> _INSTRUCTIONS FOR THE TASK_:
From the data below, set down exactly the lines between the one holding "#[derive(Parser)]" and the one holding "per synthetic spectrum", inclusive, and no others.

> _MATERIAL FOR THE TASK_:
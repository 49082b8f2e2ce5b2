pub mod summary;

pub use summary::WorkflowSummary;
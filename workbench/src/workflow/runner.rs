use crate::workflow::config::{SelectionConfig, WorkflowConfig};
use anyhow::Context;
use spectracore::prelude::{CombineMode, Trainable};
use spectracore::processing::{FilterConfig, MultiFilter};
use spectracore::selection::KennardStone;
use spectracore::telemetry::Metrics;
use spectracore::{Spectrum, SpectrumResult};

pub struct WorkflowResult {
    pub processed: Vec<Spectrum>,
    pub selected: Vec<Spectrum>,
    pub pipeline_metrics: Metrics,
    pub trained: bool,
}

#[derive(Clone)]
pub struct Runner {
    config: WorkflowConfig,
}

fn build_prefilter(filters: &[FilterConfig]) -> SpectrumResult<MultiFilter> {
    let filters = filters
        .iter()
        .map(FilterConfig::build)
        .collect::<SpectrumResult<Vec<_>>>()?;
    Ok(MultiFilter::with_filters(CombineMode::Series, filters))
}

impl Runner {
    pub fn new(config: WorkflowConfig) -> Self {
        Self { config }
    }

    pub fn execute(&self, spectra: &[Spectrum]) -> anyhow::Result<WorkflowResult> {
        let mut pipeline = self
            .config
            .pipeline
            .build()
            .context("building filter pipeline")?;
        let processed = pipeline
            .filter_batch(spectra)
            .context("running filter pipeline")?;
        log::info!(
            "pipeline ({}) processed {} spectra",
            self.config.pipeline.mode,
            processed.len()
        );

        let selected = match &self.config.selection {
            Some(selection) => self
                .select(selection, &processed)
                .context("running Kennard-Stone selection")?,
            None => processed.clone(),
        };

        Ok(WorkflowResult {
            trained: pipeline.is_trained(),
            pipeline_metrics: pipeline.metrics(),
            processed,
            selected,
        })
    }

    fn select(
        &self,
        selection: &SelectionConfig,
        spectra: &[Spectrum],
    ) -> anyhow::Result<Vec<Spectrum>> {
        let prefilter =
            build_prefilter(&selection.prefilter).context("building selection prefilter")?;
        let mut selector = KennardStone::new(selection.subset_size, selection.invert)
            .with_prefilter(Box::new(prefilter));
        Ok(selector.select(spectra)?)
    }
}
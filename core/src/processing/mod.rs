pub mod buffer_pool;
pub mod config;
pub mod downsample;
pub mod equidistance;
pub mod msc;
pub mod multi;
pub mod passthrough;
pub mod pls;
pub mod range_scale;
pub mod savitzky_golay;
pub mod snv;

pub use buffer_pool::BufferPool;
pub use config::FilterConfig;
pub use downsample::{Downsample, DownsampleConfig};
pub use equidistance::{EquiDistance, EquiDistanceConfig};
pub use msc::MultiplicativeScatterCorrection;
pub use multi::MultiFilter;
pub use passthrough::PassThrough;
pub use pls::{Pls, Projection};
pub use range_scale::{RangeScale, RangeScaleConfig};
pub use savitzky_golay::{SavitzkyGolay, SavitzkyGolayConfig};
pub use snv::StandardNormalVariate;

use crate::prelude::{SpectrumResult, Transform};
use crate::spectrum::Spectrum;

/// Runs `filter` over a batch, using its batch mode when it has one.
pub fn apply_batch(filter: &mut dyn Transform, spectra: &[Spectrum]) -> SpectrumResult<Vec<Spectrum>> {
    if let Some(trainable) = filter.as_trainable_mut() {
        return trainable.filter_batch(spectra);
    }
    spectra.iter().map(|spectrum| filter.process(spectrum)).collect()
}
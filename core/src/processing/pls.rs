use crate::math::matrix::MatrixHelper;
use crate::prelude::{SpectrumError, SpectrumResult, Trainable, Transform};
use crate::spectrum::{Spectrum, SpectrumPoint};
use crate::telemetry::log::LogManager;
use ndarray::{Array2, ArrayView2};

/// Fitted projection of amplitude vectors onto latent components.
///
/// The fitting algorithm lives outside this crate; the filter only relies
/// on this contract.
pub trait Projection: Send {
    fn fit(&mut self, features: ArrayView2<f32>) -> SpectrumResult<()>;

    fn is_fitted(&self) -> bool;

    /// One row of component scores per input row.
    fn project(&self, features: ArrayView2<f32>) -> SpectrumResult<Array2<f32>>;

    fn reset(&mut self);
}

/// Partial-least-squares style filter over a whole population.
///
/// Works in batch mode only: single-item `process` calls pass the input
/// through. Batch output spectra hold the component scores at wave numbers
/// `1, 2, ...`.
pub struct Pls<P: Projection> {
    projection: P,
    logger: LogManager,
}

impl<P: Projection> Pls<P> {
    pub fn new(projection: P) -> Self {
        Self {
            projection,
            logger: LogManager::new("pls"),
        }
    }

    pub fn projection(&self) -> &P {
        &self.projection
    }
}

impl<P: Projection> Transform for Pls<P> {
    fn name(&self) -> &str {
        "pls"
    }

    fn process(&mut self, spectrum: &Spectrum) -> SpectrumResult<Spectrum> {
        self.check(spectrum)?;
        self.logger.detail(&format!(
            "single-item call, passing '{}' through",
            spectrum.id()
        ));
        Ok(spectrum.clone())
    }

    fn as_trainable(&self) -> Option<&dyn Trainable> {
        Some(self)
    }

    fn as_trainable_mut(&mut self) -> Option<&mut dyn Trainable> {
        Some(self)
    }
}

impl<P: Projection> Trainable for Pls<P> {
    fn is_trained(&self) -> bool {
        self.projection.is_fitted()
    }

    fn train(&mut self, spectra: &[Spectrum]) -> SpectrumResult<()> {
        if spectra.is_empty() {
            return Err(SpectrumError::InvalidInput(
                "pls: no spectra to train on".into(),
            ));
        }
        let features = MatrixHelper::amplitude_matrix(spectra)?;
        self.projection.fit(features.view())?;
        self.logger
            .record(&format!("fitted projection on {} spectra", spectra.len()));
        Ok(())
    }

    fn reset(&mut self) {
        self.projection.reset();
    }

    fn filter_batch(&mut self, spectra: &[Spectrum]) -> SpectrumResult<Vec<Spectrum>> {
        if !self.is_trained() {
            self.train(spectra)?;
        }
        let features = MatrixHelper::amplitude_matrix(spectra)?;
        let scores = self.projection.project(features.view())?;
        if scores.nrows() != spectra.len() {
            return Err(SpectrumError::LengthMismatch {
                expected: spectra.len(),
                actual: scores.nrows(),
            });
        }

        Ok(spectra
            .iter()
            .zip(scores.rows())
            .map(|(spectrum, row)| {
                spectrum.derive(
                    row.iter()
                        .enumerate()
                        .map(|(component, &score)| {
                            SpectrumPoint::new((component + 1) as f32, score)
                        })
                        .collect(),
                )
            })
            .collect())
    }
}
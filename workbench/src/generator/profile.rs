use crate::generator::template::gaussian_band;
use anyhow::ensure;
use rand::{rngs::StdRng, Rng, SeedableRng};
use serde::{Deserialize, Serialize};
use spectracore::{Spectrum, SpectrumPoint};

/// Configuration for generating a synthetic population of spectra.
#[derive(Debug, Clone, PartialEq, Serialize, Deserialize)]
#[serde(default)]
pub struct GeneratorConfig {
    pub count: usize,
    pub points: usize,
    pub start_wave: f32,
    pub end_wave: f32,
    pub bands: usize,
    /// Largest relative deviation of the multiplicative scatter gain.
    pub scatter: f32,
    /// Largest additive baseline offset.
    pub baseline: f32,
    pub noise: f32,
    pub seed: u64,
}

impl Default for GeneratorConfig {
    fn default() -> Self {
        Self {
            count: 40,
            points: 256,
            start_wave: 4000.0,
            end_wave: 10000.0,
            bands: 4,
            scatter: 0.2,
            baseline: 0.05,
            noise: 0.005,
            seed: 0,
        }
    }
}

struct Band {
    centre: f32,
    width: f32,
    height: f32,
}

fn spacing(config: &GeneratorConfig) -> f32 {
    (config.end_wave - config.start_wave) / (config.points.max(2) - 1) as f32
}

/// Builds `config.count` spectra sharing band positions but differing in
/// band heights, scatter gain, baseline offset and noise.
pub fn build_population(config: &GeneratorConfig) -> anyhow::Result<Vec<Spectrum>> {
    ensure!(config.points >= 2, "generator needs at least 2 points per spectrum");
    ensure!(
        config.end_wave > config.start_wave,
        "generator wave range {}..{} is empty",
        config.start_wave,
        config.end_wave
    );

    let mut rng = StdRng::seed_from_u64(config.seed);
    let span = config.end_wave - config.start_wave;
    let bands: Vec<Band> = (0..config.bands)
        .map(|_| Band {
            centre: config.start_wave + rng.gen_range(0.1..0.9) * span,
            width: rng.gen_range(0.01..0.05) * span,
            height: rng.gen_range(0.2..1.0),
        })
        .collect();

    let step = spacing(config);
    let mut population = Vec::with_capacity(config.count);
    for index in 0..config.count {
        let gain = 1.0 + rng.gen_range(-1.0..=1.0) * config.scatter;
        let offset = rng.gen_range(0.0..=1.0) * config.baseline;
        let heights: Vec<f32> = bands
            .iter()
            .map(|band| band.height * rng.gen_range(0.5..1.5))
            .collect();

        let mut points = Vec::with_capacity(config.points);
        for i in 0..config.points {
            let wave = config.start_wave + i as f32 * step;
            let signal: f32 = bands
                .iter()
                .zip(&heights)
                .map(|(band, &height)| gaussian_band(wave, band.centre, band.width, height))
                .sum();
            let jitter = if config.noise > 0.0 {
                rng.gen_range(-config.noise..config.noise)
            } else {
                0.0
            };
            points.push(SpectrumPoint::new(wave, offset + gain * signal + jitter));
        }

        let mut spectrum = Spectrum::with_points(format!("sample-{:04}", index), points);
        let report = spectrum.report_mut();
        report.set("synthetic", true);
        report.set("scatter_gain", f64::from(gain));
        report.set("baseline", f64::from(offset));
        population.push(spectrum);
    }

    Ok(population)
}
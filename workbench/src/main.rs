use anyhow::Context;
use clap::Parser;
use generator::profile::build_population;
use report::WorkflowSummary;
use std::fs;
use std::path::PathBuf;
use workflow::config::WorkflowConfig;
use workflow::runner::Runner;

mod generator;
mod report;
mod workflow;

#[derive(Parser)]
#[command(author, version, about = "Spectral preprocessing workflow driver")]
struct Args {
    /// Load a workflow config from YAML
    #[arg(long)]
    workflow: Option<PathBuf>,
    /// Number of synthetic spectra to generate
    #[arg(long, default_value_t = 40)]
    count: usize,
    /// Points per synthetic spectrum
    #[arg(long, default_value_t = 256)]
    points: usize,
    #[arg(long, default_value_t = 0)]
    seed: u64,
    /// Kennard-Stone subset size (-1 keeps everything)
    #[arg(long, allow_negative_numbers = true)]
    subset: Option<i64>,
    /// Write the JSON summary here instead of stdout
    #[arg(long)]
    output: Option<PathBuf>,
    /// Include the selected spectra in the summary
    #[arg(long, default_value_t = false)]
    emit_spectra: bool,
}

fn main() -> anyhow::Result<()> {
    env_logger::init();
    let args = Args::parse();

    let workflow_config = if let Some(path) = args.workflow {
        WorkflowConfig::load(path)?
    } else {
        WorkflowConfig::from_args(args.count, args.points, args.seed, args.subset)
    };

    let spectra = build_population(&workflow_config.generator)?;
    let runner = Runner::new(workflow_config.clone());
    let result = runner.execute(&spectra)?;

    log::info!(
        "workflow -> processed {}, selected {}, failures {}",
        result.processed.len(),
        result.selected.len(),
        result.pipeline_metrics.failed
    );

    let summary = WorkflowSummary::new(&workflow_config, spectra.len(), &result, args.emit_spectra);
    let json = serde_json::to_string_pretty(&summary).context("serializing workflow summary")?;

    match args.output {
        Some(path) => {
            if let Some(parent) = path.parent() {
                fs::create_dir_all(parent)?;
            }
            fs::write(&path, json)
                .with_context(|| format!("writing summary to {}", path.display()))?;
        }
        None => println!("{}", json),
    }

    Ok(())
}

> _YOUR SOLUTION_:
#[derive(Parser)]
#[command(author, version, about = "Spectral preprocessing workflow driver")]
struct Args {
    /// Load a workflow config from YAML
    #[arg(long)]
    workflow: Option<PathBuf>,
    /// Number of synthetic spectra to generate
    #[arg(long, default_value_t = 40)]
    count: usize,
    /// Points per synthetic spectrum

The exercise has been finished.